Segment Start: Exercise data

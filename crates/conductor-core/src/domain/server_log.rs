//! Per-provider log entry type

use chrono::{DateTime, Utc};
use serde::{Deserialize, Serialize};

/// One entry in a provider's in-memory log buffer
#[derive(Debug, Clone, Serialize, Deserialize, PartialEq)]
pub struct LogEntry {
    #[serde(rename = "ts")]
    pub timestamp: DateTime<Utc>,

    #[serde(rename = "msg")]
    pub message: String,
}

impl LogEntry {
    pub fn new(message: impl Into<String>) -> Self {
        Self {
            timestamp: Utc::now(),
            message: message.into(),
        }
    }
}
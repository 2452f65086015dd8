//! Traits for host-supplied behavior.
//!
//! The engine never implements these itself; the embedding application
//! provides them and the engine calls through the trait objects.

use crate::domain::{Tool, ToolContent, ToolResult};
use async_trait::async_trait;
use serde_json::Value;
use std::sync::Arc;

/// Progress callback invoked with human-readable status lines during a
/// long-running tool call
pub type ProgressFn = Arc<dyn Fn(String) + Send + Sync>;

/// Host-side built-in tools, dispatched before any provider lookup.
///
/// `execute` returning `Ok(None)` means "recognized name but not handled
/// here"; the executor falls through to provider resolution.
#[async_trait]
pub trait BuiltinTools: Send + Sync {
    fn is_builtin(&self, name: &str) -> bool;

    /// Built-in tool descriptors, merged into visibility listings
    fn tools(&self) -> Vec<Tool>;

    async fn execute(
        &self,
        name: &str,
        arguments: Value,
        session_id: Option<&str>,
    ) -> anyhow::Result<Option<ToolResult>>;
}

/// Pre-invocation confirmation gate
#[async_trait]
pub trait ApprovalHandler: Send + Sync {
    /// Present the call for confirmation; `false` denies it
    async fn request_approval(&self, tool_name: &str, arguments_preview: &str) -> bool;

    /// Whether approval prompts apply at all
    fn approval_required(&self) -> bool {
        true
    }
}

/// Post-invocation content pipeline
#[async_trait]
pub trait ResponseProcessor: Send + Sync {
    /// Drop or redact content items before further processing
    async fn filter(
        &self,
        provider_id: &str,
        tool_name: &str,
        content: Vec<ToolContent>,
    ) -> Vec<ToolContent>;

    /// Transform the surviving content, optionally reporting progress
    async fn process(
        &self,
        provider_id: &str,
        tool_name: &str,
        content: Vec<ToolContent>,
        on_progress: Option<ProgressFn>,
    ) -> Vec<ToolContent>;
}

/// How a provider wants user input collected
#[derive(Debug, Clone)]
pub enum ElicitationMode {
    /// Inline form described by a JSON Schema
    Form { requested_schema: Value },
    /// External browser-based flow
    Url { url: String },
}

#[derive(Debug, Clone)]
pub struct ElicitationRequest {
    pub message: String,
    pub mode: ElicitationMode,
}

#[derive(Debug, Clone)]
pub enum ElicitationOutcome {
    Accept { content: Value },
    Decline,
    Cancel,
}

/// Brokers provider-initiated user-input requests to the host UI
#[async_trait]
pub trait ElicitationHandler: Send + Sync {
    async fn elicit(
        &self,
        provider_id: &str,
        request: ElicitationRequest,
    ) -> anyhow::Result<ElicitationOutcome>;
}

#[derive(Debug, Clone)]
pub struct SamplingMessage {
    pub role: String,
    pub text: String,
}

#[derive(Debug, Clone, Default)]
pub struct SamplingRequest {
    pub system_prompt: Option<String>,
    pub messages: Vec<SamplingMessage>,
    pub max_tokens: Option<u64>,
}

#[derive(Debug, Clone)]
pub struct SamplingReply {
    pub model: String,
    pub text: String,
}

/// Brokers provider-initiated LLM completion requests to the host
#[async_trait]
pub trait SamplingHandler: Send + Sync {
    async fn complete(
        &self,
        provider_id: &str,
        request: SamplingRequest,
    ) -> anyhow::Result<SamplingReply>;
}

/// No built-in tools
pub struct NoBuiltinTools;

#[async_trait]
impl BuiltinTools for NoBuiltinTools {
    fn is_builtin(&self, _name: &str) -> bool {
        false
    }

    fn tools(&self) -> Vec<Tool> {
        Vec::new()
    }

    async fn execute(
        &self,
        _name: &str,
        _arguments: Value,
        _session_id: Option<&str>,
    ) -> anyhow::Result<Option<ToolResult>> {
        Ok(None)
    }
}

/// Approves every call without prompting
pub struct AutoApprove;

#[async_trait]
impl ApprovalHandler for AutoApprove {
    async fn request_approval(&self, _tool_name: &str, _arguments_preview: &str) -> bool {
        true
    }

    fn approval_required(&self) -> bool {
        false
    }
}

/// Identity response pipeline
pub struct PassthroughResponses;

#[async_trait]
impl ResponseProcessor for PassthroughResponses {
    async fn filter(
        &self,
        _provider_id: &str,
        _tool_name: &str,
        content: Vec<ToolContent>,
    ) -> Vec<ToolContent> {
        content
    }

    async fn process(
        &self,
        _provider_id: &str,
        _tool_name: &str,
        content: Vec<ToolContent>,
        _on_progress: Option<ProgressFn>,
    ) -> Vec<ToolContent> {
        content
    }
}
impl ProviderConnection {
    fn new(connected: ConnectedProvider) -> Self {
        Self {
            peer: connected.client.peer().clone(),
            client: Mutex::new(Some(connected.client)),
            child: Mutex::new(connected.child),
            stderr_task: Mutex::new(connected.stderr_task),
        }
    }

    pub fn peer(&self) -> Peer<RoleClient> {
        self.peer.clone()
    }

    /// Graceful shutdown: cancel the client, then reap the child
    async fn shutdown(&self) {
        let client = self.client.lock().take();
        if let Some(client) = client {
            let _ = client.cancel().await;
        }
        if let Some(task) = self.stderr_task.lock().take() {
            task.abort();
        }
        if let Some(mut child) = self.child.lock().take() {
            let _ = child.start_kill();
        }
    }

    /// Synchronous best-effort teardown for the kill switch
    fn abort(&self) {
        drop(self.client.lock().take());
        if let Some(task) = self.stderr_task.lock().take() {
            task.abort();
        }
        if let Some(mut child) = self.child.lock().take() {
            let _ = child.start_kill();
        }
    }
}

impl Drop for ProviderConnection {
    fn drop(&mut self) {
        self.abort();
    }
}

/// Result of one bring-up pass
#[derive(Debug, Clone, Default)]
pub struct InitializationSummary {
    pub connected: Vec<String>,
    /// Provider id and failure message
    pub failed: Vec<(String, String)>,
    /// Disabled or already-initialized providers
    pub skipped: Vec<String>,
}

type SharedInit = Shared<BoxFuture<'static, InitializationSummary>>;

pub struct ServerLifecycleManager {
    config_store: Arc<dyn conductor_core::ConfigStore>,
    state: Arc<ServerStateManager>,
    registry: Arc<ToolManager>,
    logger: Arc<ServerLogger>,
    oauth: Arc<OAuthManager>,
    elicitation: Option<Arc<dyn ElicitationHandler>>,
    sampling: Option<Arc<dyn SamplingHandler>>,
    connections: DashMap<String, Arc<ProviderConnection>>,
    progress: RwLock<InitializationProgress>,
    in_flight: AsyncMutex<Option<SharedInit>>,
}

Segment End: Exercise data

Return the listing above exactly, line for line.

filename crates/conductor-core/src/domain/server_log.rs
//! Per-provider log entry type

use chrono::{DateTime, Utc};
use serde::{Deserialize, Serialize};

/// One entry in a provider's in-memory log buffer
#[derive(Debug, Clone, Serialize, Deserialize, PartialEq)]
pub struct LogEntry {
    #[serde(rename = "ts")]
    pub timestamp: DateTime<Utc>,

    #[serde(rename = "msg")]
    pub message: String,
}

impl LogEntry {
    pub fn new(message: impl Into<String>) -> Self {
        Self {
            timestamp: Utc::now(),
            message: message.into(),
        }
    }
}
repository 2452f65086015dd8
//! Traits for host-supplied behavior.
//!
//! The engine never implements these itself; the embedding application
//! provides them and the engine calls through the trait objects.

use crate::domain::{Tool, ToolContent, ToolResult};
use async_trait::async_trait;
use serde_json::Value;
use std::sync::Arc;

/// Progress callback invoked with human-readable status lines during a
/// long-running tool call
pub type ProgressFn = Arc<dyn Fn(String) + Send + Sync>;

/// Host-side built-in tools, dispatched before any provider lookup.
///
/// `execute` returning `Ok(None)` means "recognized name but not handled
/// here"; the executor falls through to provider resolution.
#[async_trait]
pub trait BuiltinTools: Send + Sync {
    fn is_builtin(&self, name: &str) -> bool;

    /// Built-in tool descriptors, merged into visibility listings
    fn tools(&self) -> Vec<Tool>;

    async fn execute(
        &self,
        name: &str,
        arguments: Value,
        session_id: Option<&str>,
    ) -> anyhow::Result<Option<ToolResult>>;
}

/// Pre-invocation confirmation gate
#[async_trait]
pub trait ApprovalHandler: Send + Sync {
    /// Present the call for confirmation; `false` denies it
    async fn request_approval(&self, tool_name: &str, arguments_preview: &str) -> bool;

    /// Whether approval prompts apply at all
    fn approval_required(&self) -> bool {
        true
    }
}

/// Post-invocation content pipeline
#[async_trait]
pub trait ResponseProcessor: Send + Sync {
    /// Drop or redact content items before further processing
    async fn filter(
        &self,
        provider_id: &str,
        tool_name: &str,
        content: Vec<ToolContent>,
    ) -> Vec<ToolContent>;

    /// Transform the surviving content, optionally reporting progress
    async fn process(
        &self,
        provider_id: &str,
        tool_name: &str,
        content: Vec<ToolContent>,
        on_progress: Option<ProgressFn>,
    ) -> Vec<ToolContent>;
}

/// How a provider wants user input collected
#[derive(Debug, Clone)]
pub enum ElicitationMode {
    /// Inline form described by a JSON Schema
    Form { requested_schema: Value },
    /// External browser-based flow
    Url { url: String },
}

#[derive(Debug, Clone)]
pub struct ElicitationRequest {
    pub message: String,
    pub mode: ElicitationMode,
}

#[derive(Debug, Clone)]
pub enum ElicitationOutcome {
    Accept { content: Value },
    Decline,
    Cancel,
}

/// Brokers provider-initiated user-input requests to the host UI
#[async_trait]
pub trait ElicitationHandler: Send + Sync {
    async fn elicit(
        &self,
        provider_id: &str,
        request: ElicitationRequest,
    ) -> anyhow::Result<ElicitationOutcome>;
}

#[derive(Debug, Clone)]
pub struct SamplingMessage {
    pub role: String,
    pub text: String,
}

#[derive(Debug, Clone, Default)]
pub struct SamplingRequest {
    pub system_prompt: Option<String>,
    pub messages: Vec<SamplingMessage>,
    pub max_tokens: Option<u64>,
}

#[derive(Debug, Clone)]
pub struct SamplingReply {
    pub model: String,
    pub text: String,
}

/// Brokers provider-initiated LLM completion requests to the host
#[async_trait]
pub trait SamplingHandler: Send + Sync {
    async fn complete(
        &self,
        provider_id: &str,
        request: SamplingRequest,
    ) -> anyhow::Result<SamplingReply>;
}

/// No built-in tools
pub struct NoBuiltinTools;

#[async_trait]
impl BuiltinTools for NoBuiltinTools {
    fn is_builtin(&self, _name: &str) -> bool {
        false
    }

    fn tools(&self) -> Vec<Tool> {
        Vec::new()
    }

    async fn execute(
        &self,
        _name: &str,
        _arguments: Value,
        _session_id: Option<&str>,
    ) -> anyhow::Result<Option<ToolResult>> {
        Ok(None)
    }
}

/// Approves every call without prompting
pub struct AutoApprove;

#[async_trait]
impl ApprovalHandler for AutoApprove {
    async fn request_approval(&self, _tool_name: &str, _arguments_preview: &str) -> bool {
        true
    }

    fn approval_required(&self) -> bool {
        false
    }
}

/// Identity response pipeline
pub struct PassthroughResponses;

#[async_trait]
impl ResponseProcessor for PassthroughResponses {
    async fn filter(
        &self,
        _provider_id: &str,
        _tool_name: &str,
        content: Vec<ToolContent>,
    ) -> Vec<ToolContent> {
        content
    }

    async fn process(
        &self,
        _provider_id: &str,
        _tool_name: &str,
        content: Vec<ToolContent>,
        _on_progress: Option<ProgressFn>,
    ) -> Vec<ToolContent> {
        content
    }
}
impl ProviderConnection {
    fn new(connected: ConnectedProvider) -> Self {
        Self {
            peer: connected.client.peer().clone(),
            client: Mutex::new(Some(connected.client)),
            child: Mutex::new(connected.child),
            stderr_task: Mutex::new(connected.stderr_task),
        }
    }

    pub fn peer(&self) -> Peer<RoleClient> {
        self.peer.clone()
    }

    /// Graceful shutdown: cancel the client, then reap the child
    async fn shutdown(&self) {
        let client = self.client.lock().take();
        if let Some(client) = client {
            let _ = client.cancel().await;
        }
        if let Some(task) = self.stderr_task.lock().take() {
            task.abort();
        }
        if let Some(mut child) = self.child.lock().take() {
            let _ = child.start_kill();
        }
    }

    /// Synchronous best-effort teardown for the kill switch
    fn abort(&self) {
        drop(self.client.lock().take());
        if let Some(task) = self.stderr_task.lock().take() {
            task.abort();
        }
        if let Some(mut child) = self.child.lock().take() {
            let _ = child.start_kill();
        }
    }
}

impl Drop for ProviderConnection {
    fn drop(&mut self) {
        self.abort();
    }
}

/// Result of one bring-up pass
#[derive(Debug, Clone, Default)]
pub struct InitializationSummary {
    pub connected: Vec<String>,
    /// Provider id and failure message
    pub failed: Vec<(String, String)>,
    /// Disabled or already-initialized providers
    pub skipped: Vec<String>,
}

type SharedInit = Shared<BoxFuture<'static, InitializationSummary>>;

pub struct ServerLifecycleManager {
    config_store: Arc<dyn conductor_core::ConfigStore>,
    state: Arc<ServerStateManager>,
    registry: Arc<ToolManager>,
    logger: Arc<ServerLogger>,
    oauth: Arc<OAuthManager>,
    elicitation: Option<Arc<dyn ElicitationHandler>>,
    sampling: Option<Arc<dyn SamplingHandler>>,
    connections: DashMap<String, Arc<ProviderConnection>>,
    progress: RwLock<InitializationProgress>,
    in_flight: AsyncMutex<Option<SharedInit>>,
}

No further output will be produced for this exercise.